Every day throughout Illinois, and the rest of the country, workers in nearly every field and in a range of working environments are exposed to toxins, such as chemicals and gases, in the workplace. In some cases, this exposure can cause occupational injuries, ranging from an allergic reaction or pulmonary irritation to much more serious, long-term issues, like asbestosis or cancer. This makes it important for employees to know what they could be coming into contact with in their workplaces.
Common workplace toxins
These toxins can be in use themselves, or be present in other solutions and substances that are used for any number of purposes and processes by employees in many occupations. Additionally, toxins can be released as a result of, or in the course of, workers’ regular occupational activities. Some of the most common toxins that may be present in a workplace environment include the following:
Chemicals or materials used in, and released from, construction and manufacturing processes, including asbestos, benzene, lead, manganese, formaldehyde, and silica dust.

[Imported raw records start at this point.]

//! Error types for job dispatch, transports and solvers.

use thiserror::Error;

/// Errors surfaced to dispatcher callers.
///
/// Precondition failures (`AlreadyRunning`, `Disposed`, `InvalidMesh`) are
/// returned synchronously from `generate`; the rest settle a job's future.
#[derive(Debug, Clone, PartialEq, Error)]
pub enum DispatchError {
  /// The background worker could not be created.
  #[error("could not create silhouette worker{}", start_reason(.0))]
  WorkerStart(Option<String>),

  #[error("silhouette worker is already running a job")]
  AlreadyRunning,

  #[error("silhouette worker has been disposed")]
  Disposed,

  /// Failure reported by the worker, message kept verbatim.
  #[error("{0}")]
  Job(String),

  /// The channel to the worker failed (crash, exit, closed pipe).
  #[error("silhouette worker transport failed: {0}")]
  Transport(String),

  /// The dispatcher was disposed while the job was in flight.
  #[error("job cancelled: silhouette worker disposed")]
  Cancelled,

  #[error("invalid mesh: {0}")]
  InvalidMesh(String),

  /// The worker's result did not match the requested output mode or layout.
  #[error("malformed result: {0}")]
  MalformedResult(String),
}

impl DispatchError {
  /// True for errors raised before any message was sent.
  pub fn is_precondition(&self) -> bool {
    matches!(
      self,
      DispatchError::AlreadyRunning | DispatchError::Disposed | DispatchError::InvalidMesh(_)
    )
  }
}

fn start_reason(reason: &Option<String>) -> String {
  match reason {
    Some(e) => format!(" with error \"{e}\""),
    None => ".".to_string(),
  }
}

/// Failure to hand a request to the worker.
#[derive(Debug, Clone, PartialEq, Eq, Error)]
pub enum TransportError {
  #[error("worker channel closed")]
  Closed,

  #[error("worker terminated")]
  Terminated,

  #[error("failed to encode request: {0}")]
  Encode(String),
}

impl From<TransportError> for DispatchError {
  fn from(err: TransportError) -> Self {
    DispatchError::Transport(err.to_string())
  }
}

/// Failure inside a solver.
#[derive(Debug, Clone, PartialEq, Eq, Error)]
pub enum SolveError {
  /// Reported back to the caller as a job error.
  #[error("{0}")]
  Failed(String),

  /// The worker is being torn down; nothing is reported.
  #[error("cancelled")]
  Cancelled,
}

impl SolveError {
  pub fn failed(message: impl Into<String>) -> Self {
    SolveError::Failed(message.into())
  }
}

Solvents and chemicals used to repair and maintain motor vehicles and other types of equipment, such as antifreeze, gasoline, diesel fuel and oil.
Cleaning supplies and pesticides, as well as nail and hair care products often contain chemicals that can be harmful.
Some medical equipment and processes may use harmful chemicals, including the use of Beryllium in dental work and ethylene oxide in sterilization. There is also the potential for exposure to anesthetic gases, hazardous drugs and radiation in hospitals and other medical offices.
Indoor air can contain illness-causing bacteria, molds, pollens and viruses.
While the risk for toxic exposure can be greater in some occupations than in others, employees in almost any field can be exposed to a toxin of some kind in the workplace.
How to find out about workplace toxins?
In fields or occupations where workers are handling or producing hazardous materials, their employers are, by law, required to provide them with Material Safety Data Sheets. These sheets contain information about the chemicals or other toxins that are present in the workplace. Workers in fields that are not specifically handling hazardous materials can check the labels on cleaning supplies and other solutions they are using. Most products have warning labels if they contain any hazardous chemicals. If there is a possibility of mold, there are test kits that can be purchased and used.
Employees’ rights after toxic exposure
Like employees who suffer other work-related injuries and illnesses in Illinois, those who develop conditions resultant from exposure to workplace toxins may also be eligible for workers’ compensation benefits. This includes coverage of medical expenses, disability payments and any costs for long-term care.